> **Task brief**:
Within the entries below, the lines from the one with "let uids = self.with_session(|s|" through the one with "async fn fetch(&self, handle: &MessageHandle)" are to be set down exactly, both ends kept.

(Supplied data Opens)

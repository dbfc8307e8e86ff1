//! Email transports — IMAP mailbox for inbound, SMTP via lettre for outbound.

use std::sync::{Arc, Mutex};

use async_trait::async_trait;
use lettre::message::header::ContentType;
use lettre::message::{Attachment, MultiPart, SinglePart};
use lettre::transport::smtp::authentication::Credentials;
use lettre::{Message, SmtpTransport, Transport};
use secrecy::ExposeSecret;
use tracing::{debug, info, warn};

use crate::channels::channel::{FetchedEmail, Mailbox, MessageHandle, Notification, Notifier};
use crate::channels::email_types::parse_raw_email;
use crate::channels::imap::ImapSession;
use crate::config::{MailboxConfig, SmtpConfig};
use crate::error::{MailboxError, SendError};

type TlsSession = ImapSession<rustls::StreamOwned<rustls::ClientConnection, std::net::TcpStream>>;

// ── Inbound ─────────────────────────────────────────────────────────

/// IMAP mailbox holding one logged-in session for the whole batch.
pub struct ImapMailbox {
    session: Arc<Mutex<TlsSession>>,
}

impl ImapMailbox {
    /// Connect, log in and select the configured folder.
    ///
    /// Any failure here is a transport error and aborts the run.
    pub async fn open(config: &MailboxConfig) -> Result<Self, MailboxError> {
        let host = config.host.clone();
        let port = config.port;
        let username = config.username.clone();
        let password = config.password.clone();
        let folder = config.folder.clone();

        let session = tokio::task::spawn_blocking(move || -> Result<TlsSession, MailboxError> {
            let mut session = ImapSession::connect(&host, port)?;
            session.login(&username, password.expose_secret())?;
            session.select(&folder)?;
            info!(host = %host, folder = %folder, "Mailbox session opened");
            Ok(session)
        })
        .await
        .map_err(join_error)??;

        Ok(Self {
            session: Arc::new(Mutex::new(session)),
        })
    }

    /// Log out. Errors are logged, never returned; the batch is already done.
    pub async fn close(&self) {
        let result = self.with_session(|s| s.logout()).await;
        if let Err(e) = result {
            warn!(error = %e, "IMAP logout failed");
        }
    }

    async fn with_session<T, F>(&self, op: F) -> Result<T, MailboxError>
    where
        T: Send + 'static,
        F: FnOnce(&mut TlsSession) -> Result<T, MailboxError> + Send + 'static,
    {
        let session = Arc::clone(&self.session);
        tokio::task::spawn_blocking(move || {
            let mut guard = session
                .lock()
                .map_err(|_| MailboxError::Protocol("IMAP session lock poisoned".into()))?;
            op(&mut *guard)
        })
        .await
        .map_err(join_error)?
    }
}

fn join_error(e: tokio::task::JoinError) -> MailboxError {
    MailboxError::Protocol(format!("IMAP task failed: {e}"))
}

#[async_trait]
impl Mailbox for ImapMailbox {
    async fn list_unread(&self) -> Result<Vec<MessageHandle>, MailboxError> {
        let uids = self.with_session(|s| s.search_unseen()).await?;
        debug!("Found {} unseen message(s)", uids.len());
        Ok(uids.into_iter().map(MessageHandle::new).collect())
    }

    async fn fetch(&self, handle: &MessageHandle) -> Result<FetchedEmail, MailboxError> {
        let uid = handle.as_str().to_string();
        let raw = self.with_session(move |s| s.fetch_raw(&uid)).await?;
        parse_raw_email(handle, &raw)
    }

    async fn mark_processed(&self, handle: &MessageHandle) -> Result<(), MailboxError> {
        let uid = handle.as_str().to_string();
        self.with_session(move |s| s.mark_seen(&uid)).await
    }
}

// ── Outbound ────────────────────────────────────────────────────────

/// SMTP notifier.
pub struct SmtpNotifier {
    transport: SmtpTransport,
    from: lettre::message::Mailbox,
}

impl SmtpNotifier {
    pub fn new(config: &SmtpConfig) -> Result<Self, SendError> {
        let creds = Credentials::new(
            config.username.clone(),
            config.password.expose_secret().to_string(),
        );

        let transport = SmtpTransport::relay(&config.host)
            .map_err(|e| SendError::Smtp(format!("SMTP relay error: {e}")))?
            .port(config.port)
            .credentials(creds)
            .build();

        let from = config
            .from_address
            .parse()
            .map_err(|e: lettre::address::AddressError| SendError::InvalidAddress {
                address: config.from_address.clone(),
                reason: e.to_string(),
            })?;

        Ok(Self { transport, from })
    }
}

/// Build the MIME message for a notification.
pub fn build_message(
    from: &lettre::message::Mailbox,
    notification: &Notification,
) -> Result<Message, SendError> {
    let mut builder = Message::builder()
        .from(from.clone())
        .subject(notification.subject.as_str());

    for address in &notification.recipients {
        let to = address.parse().map_err(|e: lettre::address::AddressError| {
            SendError::InvalidAddress {
                address: address.clone(),
                reason: e.to_string(),
            }
        })?;
        builder = builder.to(to);
    }

    let text = SinglePart::plain(notification.body.clone());
    let built = match &notification.attachment {
        Some(att) => {
            let content_type = ContentType::parse(&att.content_type)
                .map_err(|e| SendError::Build(format!("invalid content type: {e}")))?;
            builder.multipart(
                MultiPart::mixed()
                    .singlepart(text)
                    .singlepart(
                        Attachment::new(att.file_name.clone())
                            .body(att.content.clone(), content_type),
                    ),
            )
        }
        None => builder.singlepart(text),
    };

    built.map_err(|e| SendError::Build(e.to_string()))
}

#[async_trait]
impl Notifier for SmtpNotifier {
    async fn send(&self, notification: &Notification) -> Result<(), SendError> {
        let email = build_message(&self.from, notification)?;
        let transport = self.transport.clone();

        tokio::task::spawn_blocking(move || transport.send(&email))
            .await
            .map_err(|e| SendError::Smtp(format!("send task failed: {e}")))?
            .map_err(|e| SendError::Smtp(e.to_string()))?;

        info!(
            recipients = notification.recipients.len(),
            subject = %notification.subject,
            "Email sent"
        );
        Ok(())
    }
}

// ── Sender checks (public for testing) ──────────────────────────────

/// Check if a sender email is in the allowlist.
///
/// - Empty list → deny all
/// - `*` in list → allow all
/// - `@domain.com` or `domain.com` → domain match
/// - `user@domain.com` → exact email match
pub fn is_sender_allowed(allowed: &[String], email: &str) -> bool {
    if allowed.is_empty() {
        return false;
    }
    if allowed.iter().any(|a| a == "*") {
        return true;
    }
    let email_lower = email.to_lowercase();
    allowed.iter().any(|a| {
        if a.starts_with('@') {
            email_lower.ends_with(&a.to_lowercase())
        } else if a.contains('@') {
            a.eq_ignore_ascii_case(email)
        } else {
            email_lower.ends_with(&format!("@{}", a.to_lowercase()))
        }
    })
}

/// True when the relay itself sent this message.
pub fn is_self_sent(sender: &str, from_address: &str) -> bool {
    sender.eq_ignore_ascii_case(from_address)
}

#[cfg(test)]
mod tests {
    use super::*;
    use crate::channels::channel::NotificationAttachment;

    // ── Sender allowlist tests ──────────────────────────────────────

    #[test]
    fn allowlist_empty_denies_all() {
        assert!(!is_sender_allowed(&[], "anyone@example.com"));
    }

    #[test]
    fn allowlist_wildcard_allows_all() {
        let allowed = vec!["*".to_string()];
        assert!(is_sender_allowed(&allowed, "anyone@example.com"));
    }

    #[test]
    fn allowlist_exact_and_domain_entries() {
        let allowed = vec![
            "buyer@vendor.com".to_string(),
            "@reviewers.org".to_string(),
            "partner.io".to_string(),
        ];
        assert!(is_sender_allowed(&allowed, "Buyer@Vendor.com"));
        assert!(is_sender_allowed(&allowed, "anyone@reviewers.org"));
        assert!(is_sender_allowed(&allowed, "ops@partner.io"));
        assert!(!is_sender_allowed(&allowed, "other@vendor.com"));
        assert!(!is_sender_allowed(&allowed, "ops@notpartner.io"));
    }

    #[test]
    fn self_sent_is_case_insensitive() {
        assert!(is_self_sent("Relay@Example.com", "relay@example.com"));
        assert!(!is_self_sent("buyer@example.com", "relay@example.com"));
    }

    // ── Message building tests ──────────────────────────────────────

    fn from() -> lettre::message::Mailbox {
        "relay@example.com".parse().unwrap()
    }

    fn notification(recipients: &[&str]) -> Notification {
        Notification {
            subject: "NORDSVCP approval request: [nordsvcp_20260314093005]".into(),
            body: "SKU,UPC,EAN,QUANTITY_AVAILABLE,STATUS,\n".into(),
            recipients: recipients.iter().map(|r| r.to_string()).collect(),
            attachment: None,
        }
    }

    #[test]
    fn build_plain_message_with_all_recipients() {
        let msg = build_message(&from(), &notification(&["a@example.com", "b@example.com"])).unwrap();
        let formatted = String::from_utf8(msg.formatted()).unwrap();
        assert!(formatted.contains("a@example.com"));
        assert!(formatted.contains("b@example.com"));
        assert!(formatted.contains("[nordsvcp_20260314093005]"));
        assert_eq!(msg.envelope().to().len(), 2);
    }

    #[test]
    fn build_message_with_csv_attachment() {
        let mut n = notification(&["a@example.com"]);
        n.attachment = Some(NotificationAttachment {
            file_name: "nordsvcp_20260314093005.csv".into(),
            content_type: "text/csv".into(),
            content: "SKU,UPC,EAN,QUANTITY_AVAILABLE,STATUS,\n".into(),
        });
        let msg = build_message(&from(), &n).unwrap();
        let formatted = String::from_utf8(msg.formatted()).unwrap();
        assert!(formatted.contains("multipart/mixed"));
        assert!(formatted.contains("nordsvcp_20260314093005.csv"));
    }

    #[test]
    fn build_message_rejects_bad_recipient() {
        let err = build_message(&from(), &notification(&["not an address"])).unwrap_err();
        assert!(matches!(err, SendError::InvalidAddress { .. }));
    }
}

(Supplied data Closes)

> **Exercise response**:
        let uids = self.with_session(|s| s.search_unseen()).await?;
        debug!("Found {} unseen message(s)", uids.len());
        Ok(uids.into_iter().map(MessageHandle::new).collect())
    }

    async fn fetch(&self, handle: &MessageHandle) -> Result<FetchedEmail, MailboxError> {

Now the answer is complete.